TOTAL COLONIC AGANGLIONOSIS (ZUELZER WILSON SYNDROME)

An Enigma

MAN MOHAN HARJAI *, BIPIN PURI +, T RAJA RAM #
PMCID: PMC5532142  PMID: 28790767

Introduction

Most children of total colonic anganglionosis (TCA) present with distal intestinal obstruction in the neonatal period. However, in some children it is relatively common to pass some stools and not be instantly recognised as having aganglionosis with distal ileal involvement presenting late in life. Appropriate surgical management of TCA, which can often be a diagnostic dilemma, is discussed.

Case Report

A one year old boy was admitted with complaints of chronic constipation with history of repeated diarrhoea and vomiting. Mother also gave history of delayed passage of meconium after birth. Examination revealed a poorly nourished child with height of 71 cms (ie. less than 10th percentile curve) and weighing 6 Kg (i.e. below the 3rd percentile of body weight). There was distension of abdomen and per rectal digital examination was followed by passage of copious amount of foul smelling faeces. While in the hospital the baby developed enterocolitis in the form of foul smelling loose stools, vomiting and fever. He was treated with IV fluid, broad-spectrum antibiotics and rectal washouts to which he responded well. A clinical diagnosis of the Hirschsprung's disease was entertained.

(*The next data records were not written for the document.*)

use axum::{
    extract::{Path, Query, State},
    routing::get,
    Json, Router,
};
use tracing::{info, instrument};
use uuid::Uuid;

use crate::{
    auth::jwt::AuthUser,
    error::{ApiError, ApiJson},
    state::AppState,
    users::dto::{
        normalize_skills, PageInfo, ProfileResponse, SearchParams, UpdateProfileRequest, UserPage,
        AVAILABILITIES,
    },
    users::repo::{ProfileChanges, User},
};

const PAGE_SIZE: i64 = 12;

pub fn routes() -> Router<AppState> {
    Router::new()
        .route("/users", get(search_users))
        .route("/users/:id", get(get_user).put(update_user))
}

/// Public listing with naive substring search over name and skill lists.
/// Visibility filters run in SQL; the text match is linear over the fetched
/// set. No ranking.
#[instrument(skip(state))]
pub async fn search_users(
    State(state): State<AppState>,
    Query(params): Query<SearchParams>,
) -> Result<Json<UserPage>, ApiError> {
    let availability = params
        .availability
        .as_deref()
        .filter(|a| *a != "all" && !a.is_empty());

    let mut users = User::list_public(&state.db, availability).await?;

    if let Some(search) = params.search.as_deref().map(str::trim).filter(|s| !s.is_empty()) {
        let needle = search.to_lowercase();
        users.retain(|u| matches_search(u, &needle));
    }

    let total = users.len() as i64;
    let pages = (total + PAGE_SIZE - 1) / PAGE_SIZE;
    let page = params.page.max(1);
    let start = ((page - 1) * PAGE_SIZE) as usize;

    let users: Vec<ProfileResponse> = users
        .into_iter()
        .skip(start)
        .take(PAGE_SIZE as usize)
        .map(Into::into)
        .collect();

    Ok(Json(UserPage {
        users,
        pagination: PageInfo { page, total, pages },
    }))
}

fn matches_search(user: &User, needle: &str) -> bool {
    user.name.to_lowercase().contains(needle)
        || user
            .skills_offered
            .iter()
            .any(|s| s.to_lowercase().contains(needle))
        || user
            .skills_wanted
            .iter()
            .any(|s| s.to_lowercase().contains(needle))
}

#[instrument(skip(state))]
pub async fn get_user(
    State(state): State<AppState>,
    Path(id): Path<Uuid>,
) -> Result<Json<ProfileResponse>, ApiError> {
    let user = User::find_by_id(&state.db, id)
        .await?
        .ok_or_else(|| ApiError::NotFound("User not found".into()))?;
    Ok(Json(user.into()))
}

/// Owner-only profile update. Privileged fields are unreachable: the DTO has
/// no email/password/isAdmin/isBanned fields to begin with.
#[instrument(skip(state, payload))]
pub async fn update_user(
    State(state): State<AppState>,
    AuthUser(caller): AuthUser,
    Path(id): Path<Uuid>,
    ApiJson(payload): ApiJson<UpdateProfileRequest>,
) -> Result<Json<serde_json::Value>, ApiError> {
    if caller != id {
        return Err(ApiError::Forbidden("Forbidden".into()));
    }

    if let Some(availability) = payload.availability.as_deref() {
        if !AVAILABILITIES.contains(&availability) {
            return Err(ApiError::Validation("Invalid availability".into()));
        }
    }
    if let Some(name) = payload.name.as_deref() {
        if name.trim().is_empty() {
            return Err(ApiError::Validation("Name cannot be empty".into()));
        }
    }

    let changes = ProfileChanges {
        name: payload.name.map(|n| n.trim().to_string()),
        profile_photo: payload.profile_photo,
        location: payload.location,
        availability: payload.availability,
        skills_offered: payload.skills_offered.map(normalize_skills),
        skills_wanted: payload.skills_wanted.map(normalize_skills),
        is_public: payload.is_public,
    };

    let updated = User::update_profile(&state.db, id, &changes).await?;
    if !updated {
        return Err(ApiError::NotFound("User not found".into()));
    }

    info!(user_id = %id, "profile updated");
    Ok(Json(serde_json::json!({ "success": true })))
}

#[cfg(test)]
mod tests {
    use super::*;
    use time::OffsetDateTime;

    fn sample_user(name: &str, offered: &[&str], wanted: &[&str]) -> User {
        User {
            id: Uuid::new_v4(),
            email: format!("{}@example.com", name.to_lowercase()),
            password_hash: "hash".into(),
            name: name.into(),
            profile_photo: None,
            location: None,
            availability: "available".into(),
            skills_offered: offered.iter().map(|s| s.to_string()).collect(),
            skills_wanted: wanted.iter().map(|s| s.to_string()).collect(),
            is_public: true,
            rating: 5.0,
            is_admin: false,
            is_banned: false,
            created_at: OffsetDateTime::now_utc(),
            updated_at: None,
        }
    }

    #[test]
    fn search_matches_name_case_insensitively() {
        let user = sample_user("Alice", &[], &[]);
        assert!(matches_search(&user, "ali"));
        assert!(!matches_search(&user, "bob"));
    }

    #[test]
    fn search_matches_substrings_of_either_skill_list() {
        let user = sample_user("Bob", &["Guitar Lessons"], &["Spanish"]);
        assert!(matches_search(&user, "guitar"));
        assert!(matches_search(&user, "span"));
        assert!(!matches_search(&user, "piano"));
    }

    #[test]
    fn profile_response_uses_camel_case_and_hides_hash() {
        let user = sample_user("Carol", &["Chess"], &[]);
        let json = serde_json::to_string(&ProfileResponse::from(user)).unwrap();
        assert!(json.contains("skillsOffered"));
        assert!(json.contains("isPublic"));
        assert!(!json.contains("password_hash"));
        assert!(!json.contains("passwordHash"));
    }
}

Barium enema did not reveal any transitional zone or microcolon. Rectal biopsy confirmed rectal aganglionosis. Exploratory laparotomy revealed a normal caliber colon with a classical transitional zone in the terminal ileum (Fig 1). There was no organic intraluminal obstruction. Multiple seromuscular biopsies were taken from the rectum upwards to transitional zone including the removal of appendix. A full thickness rectal biopsy was also taken. The ileostomy was placed just proximal to the transitional zone. Histopathological examination revealed absence of ganglion cells in all samples excepts from ileum proximal to the transitional zone thus confirming the diagnosis of total colonic aganglionosis (Fig 2).

Fig. 1.

Fig. 1

Operative photograph showing total colonic aganglionosis with terminal ileal involvement. A cone shaped transitional zone is clearly visible in the terminal ileum

Fig. 2.

Fig. 2

Multiple thick nerve bundles are seen between layers of smooth muscles but no ganglion cells are seen (HE 10×)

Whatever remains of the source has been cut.